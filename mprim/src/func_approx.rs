//! # Function approximator capability
//!
//! A function approximator is an opaque trainable mapping from a scalar input
//! (here always the primitive's phase) to a scalar output. The concrete
//! approximation scheme is supplied by the surrounding system; this module
//! only defines the capability contract consumed by the rest of the library.

// ---------------------------------------------------------------------------
// IMPORTS
// ---------------------------------------------------------------------------

// External
use nalgebra::DVector;
use std::path::Path;
use thiserror::Error;

// ---------------------------------------------------------------------------
// ENUMERATIONS
// ---------------------------------------------------------------------------

/// Errors that can occur while using a function approximator.
#[derive(Debug, Error)]
pub enum FuncApproxError {
    /// Prediction was requested on an approximator which has not been trained.
    #[error("Cannot predict with an untrained function approximator")]
    NotTrained,

    /// The training inputs and targets have different lengths.
    #[error("Training inputs have {inputs} samples but targets have {targets}")]
    DataLengthMismatch { inputs: usize, targets: usize },

    /// The trained model could not be persisted to disk.
    #[error("Could not write trained model: {0}")]
    Io(#[from] std::io::Error),
}

// ---------------------------------------------------------------------------
// TRAITS
// ---------------------------------------------------------------------------

/// A trainable scalar-to-scalar mapping.
///
/// Implementations are free to choose any approximation scheme. The contract
/// here is what the movement primitive layer relies on:
///
/// - `predict` is only called once `is_trained` returns true; an untrained
///   implementation may return [`FuncApproxError::NotTrained`].
/// - `predict` must write exactly `inputs.len()` values into `outputs`, which
///   the caller has already sized, without reallocating it. The real-time
///   integration path relies on this.
pub trait FunctionApproximator {
    /// Returns true once the approximator has been trained.
    fn is_trained(&self) -> bool;

    /// Predict the output for each input sample, writing into `outputs`.
    fn predict(
        &self,
        inputs: &DVector<f64>,
        outputs: &mut DVector<f64>,
    ) -> Result<(), FuncApproxError>;

    /// Train the approximator on the given input/target pairs.
    ///
    /// If `save_directory` is `Some` the trained model is persisted there,
    /// overwriting any existing model if `overwrite` is set.
    fn train(
        &mut self,
        inputs: &DVector<f64>,
        targets: &DVector<f64>,
        save_directory: Option<&Path>,
        overwrite: bool,
    ) -> Result<(), FuncApproxError>;

    /// Retrain an already trained approximator on new input/target pairs.
    fn retrain(
        &mut self,
        inputs: &DVector<f64>,
        targets: &DVector<f64>,
        save_directory: Option<&Path>,
        overwrite: bool,
    ) -> Result<(), FuncApproxError>;

    /// Produce an independent deep copy of this approximator.
    ///
    /// Learned state must never alias between the original and the copy.
    fn clone_box(&self) -> Box<dyn FunctionApproximator>;
}

// ---------------------------------------------------------------------------
// IMPLEMENTATIONS
// ---------------------------------------------------------------------------

impl Clone for Box<dyn FunctionApproximator> {
    fn clone(&self) -> Self {
        self.clone_box()
    }
}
........
Output every record in full, exactly as it was given.

» **Written answer**:
filename mprim/src/func_approx.rs
//! # Function approximator capability
//!
//! A function approximator is an opaque trainable mapping from a scalar input
//! (here always the primitive's phase) to a scalar output. The concrete
//! approximation scheme is supplied by the surrounding system; this module
//! only defines the capability contract consumed by the rest of the library.

// ---------------------------------------------------------------------------
// IMPORTS
// ---------------------------------------------------------------------------

// External
use nalgebra::DVector;
use std::path::Path;
use thiserror::Error;

// ---------------------------------------------------------------------------
// ENUMERATIONS
// ---------------------------------------------------------------------------

/// Errors that can occur while using a function approximator.
#[derive(Debug, Error)]
pub enum FuncApproxError {
    /// Prediction was requested on an approximator which has not been trained.
    #[error("Cannot predict with an untrained function approximator")]
    NotTrained,

    /// The training inputs and targets have different lengths.
    #[error("Training inputs have {inputs} samples but targets have {targets}")]
    DataLengthMismatch { inputs: usize, targets: usize },

    /// The trained model could not be persisted to disk.
    #[error("Could not write trained model: {0}")]
    Io(#[from] std::io::Error),
}

// ---------------------------------------------------------------------------
// TRAITS
// ---------------------------------------------------------------------------

/// A trainable scalar-to-scalar mapping.
///
/// Implementations are free to choose any approximation scheme. The contract
/// here is what the movement primitive layer relies on:
///
/// - `predict` is only called once `is_trained` returns true; an untrained
///   implementation may return [`FuncApproxError::NotTrained`].
/// - `predict` must write exactly `inputs.len()` values into `outputs`, which
///   the caller has already sized, without reallocating it. The real-time
///   integration path relies on this.
pub trait FunctionApproximator {
    /// Returns true once the approximator has been trained.
    fn is_trained(&self) -> bool;

    /// Predict the output for each input sample, writing into `outputs`.
    fn predict(
        &self,
        inputs: &DVector<f64>,
        outputs: &mut DVector<f64>,
    ) -> Result<(), FuncApproxError>;

    /// Train the approximator on the given input/target pairs.
    ///
    /// If `save_directory` is `Some` the trained model is persisted there,
    /// overwriting any existing model if `overwrite` is set.
    fn train(
        &mut self,
        inputs: &DVector<f64>,
        targets: &DVector<f64>,
        save_directory: Option<&Path>,
        overwrite: bool,
    ) -> Result<(), FuncApproxError>;

    /// Retrain an already trained approximator on new input/target pairs.
    fn retrain(
        &mut self,
        inputs: &DVector<f64>,
        targets: &DVector<f64>,
        save_directory: Option<&Path>,
        overwrite: bool,
    ) -> Result<(), FuncApproxError>;

    /// Produce an independent deep copy of this approximator.
    ///
    /// Learned state must never alias between the original and the copy.
    fn clone_box(&self) -> Box<dyn FunctionApproximator>;
}

// ---------------------------------------------------------------------------
// IMPLEMENTATIONS
// ---------------------------------------------------------------------------

impl Clone for Box<dyn FunctionApproximator> {
    fn clone(&self) -> Self {
        self.clone_box()
    }
}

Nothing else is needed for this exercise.